Try it >> Where does the string "ProgressStyle" appear in the records? Copy each line that holds it.
----- Extracted data
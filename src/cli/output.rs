//! CLI output formatting

use crate::core::{Configuration, PipelineError};
use crate::engine::PipelineResult;
use crate::execution::PipelineEvent;
use console::Emoji;
use indicatif::{ProgressBar, ProgressStyle};
use serde_json::Value;
use std::time::Duration;

// Re-export style
pub use console::style;

// Emojis for output
pub static CHECK: Emoji<'_, '_> = Emoji("✅ ", "✓ ");
pub static CROSS: Emoji<'_, '_> = Emoji("❌ ", "✗ ");
pub static SPINNER: Emoji<'_, '_> = Emoji("⏳ ", "~ ");
pub static INFO: Emoji<'_, '_> = Emoji("ℹ️  ", "i ");
pub static WARN: Emoji<'_, '_> = Emoji("⚠️  ", "! ");
pub static ROCKET: Emoji<'_, '_> = Emoji("🚀 ", "> ");

/// Spinner shown while the engine runs
pub fn create_spinner(message: &str) -> ProgressBar {
    let spinner = ProgressBar::new_spinner();
    spinner.set_style(
        ProgressStyle::default_spinner()
            .template("{spinner:.green} [{elapsed_precise}] {msg}")
            .unwrap_or_else(|_| ProgressStyle::default_spinner()),
    );
    spinner.set_message(message.to_string());
    spinner.enable_steady_tick(Duration::from_millis(100));
    spinner
}

/// Format a pipeline event for display
pub fn format_pipeline_event(event: &PipelineEvent) -> String {
    match event {
        PipelineEvent::ConfigurationResolved {
            run_id,
            result_path,
        } => format!(
            "{} Configuration resolved ({}), results in {}",
            INFO,
            style(&run_id.to_string()[..8]).dim(),
            style(result_path.display()).cyan()
        ),
        PipelineEvent::ObjectiveDefaulted { objective } => format!(
            "{} No objective given, using {}",
            WARN,
            style(objective).yellow()
        ),
        PipelineEvent::AbundanceValidated { samples, features } => format!(
            "{} Abundances normalized: {} organisms x {} samples",
            CHECK,
            style(features).cyan(),
            style(samples).cyan()
        ),
        PipelineEvent::DietResolved {
            personalized,
            files,
        } => {
            if *personalized {
                format!("{} {} per-individual diets found", CHECK, style(files).cyan())
            } else {
                format!("{} Diet file found", CHECK)
            }
        }
        PipelineEvent::StratificationMissing => format!(
            "{} No stratification file, group statistics skipped",
            WARN
        ),
        PipelineEvent::PoolReady { workers, reused } => {
            let how = if *reused { "reusing" } else { "started" };
            format!(
                "{} Worker pool {} ({} workers)",
                CHECK,
                how,
                style(workers).cyan()
            )
        }
        PipelineEvent::Initialized => format!("{} Pipeline initialized", ROCKET),
        PipelineEvent::EngineStarted {
            model_path,
            abundance_path,
            result_path,
        } => format!(
            "{} Models: {}\n{} Abundances: {}\n{} Results: {}",
            INFO,
            style(model_path.display()).dim(),
            INFO,
            style(abundance_path.display()).dim(),
            INFO,
            style(result_path.display()).dim()
        ),
        PipelineEvent::EngineFinished { success } => {
            if *success {
                format!("{} Modeling engine {}", CHECK, style("finished").green())
            } else {
                format!("{} Modeling engine {}", CROSS, style("failed").red())
            }
        }
    }
}

/// One line per key configuration value
pub fn format_configuration(config: &Configuration) -> String {
    let diet = match serde_json::to_value(config.diet_file_path()) {
        Ok(Value::String(s)) => s,
        Ok(Value::Array(items)) => format!("{} per-individual diets", items.len()),
        _ => String::from("?"),
    };
    let info = config
        .info_file_path()
        .map(|p| p.display().to_string())
        .unwrap_or_else(|| "-".to_string());

    [
        format!("  Models: {}", style(config.model_path().display()).bold()),
        format!("  Abundances: {}", style(config.abundance_path().display()).bold()),
        format!("  Results: {}", style(config.result_path().display()).bold()),
        format!("  Diet: {}", style(diet).cyan()),
        format!("  Stratification: {}", style(info).cyan()),
        format!("  Objective: {}", style(config.objre().join(", ")).cyan()),
        format!("  Workers: {}", style(config.num_workers()).cyan()),
        format!("  Compute profiles: {}", style(config.compute_profiles()).cyan()),
    ]
    .join("\n")
}

/// Short description of which result parts the engine filled in
pub fn format_result_summary(result: &PipelineResult) -> String {
    let parts = [
        ("secretion fluxes", &result.net_secretion_fluxes),
        ("uptake fluxes", &result.net_uptake_fluxes),
        ("ordination", &result.ordination),
        ("model statistics", &result.model_stats),
        ("summary", &result.summary),
        ("stratified statistics", &result.stratified_stats),
    ];
    let present: Vec<&str> = parts
        .iter()
        .filter(|(_, value)| !value.is_null())
        .map(|(name, _)| *name)
        .collect();

    let validity = if result.models_ok {
        style("all models valid").green().to_string()
    } else {
        style("some models invalid").yellow().to_string()
    };

    if present.is_empty() {
        format!("{} No outputs returned ({})", INFO, validity)
    } else {
        format!("{} Outputs: {} ({})", INFO, present.join(", "), validity)
    }
}

/// Format an error with a hint for the most common fixes
pub fn format_error(error: &PipelineError) -> String {
    let hint = match error {
        PipelineError::SequentialModeUnsupported { .. } => {
            Some("use --num-workers 2 or more")
        }
        PipelineError::NotNormalized { .. } => {
            Some("normalize abundances so every sample sums to 1")
        }
        PipelineError::MissingFile { .. } => Some("check the path and file extension"),
        PipelineError::PoolCreation { .. } => Some("try a smaller --num-workers"),
        _ => None,
    };

    match hint {
        Some(hint) => format!(
            "{} {}\n  {} {}",
            CROSS,
            style(error).red(),
            style("hint:").dim(),
            hint
        ),
        None => format!("{} {}", CROSS, style(error).red()),
    }
}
----------
Your response >>
use indicatif::{ProgressBar, ProgressStyle};
        ProgressStyle::default_spinner()
            .unwrap_or_else(|_| ProgressStyle::default_spinner()),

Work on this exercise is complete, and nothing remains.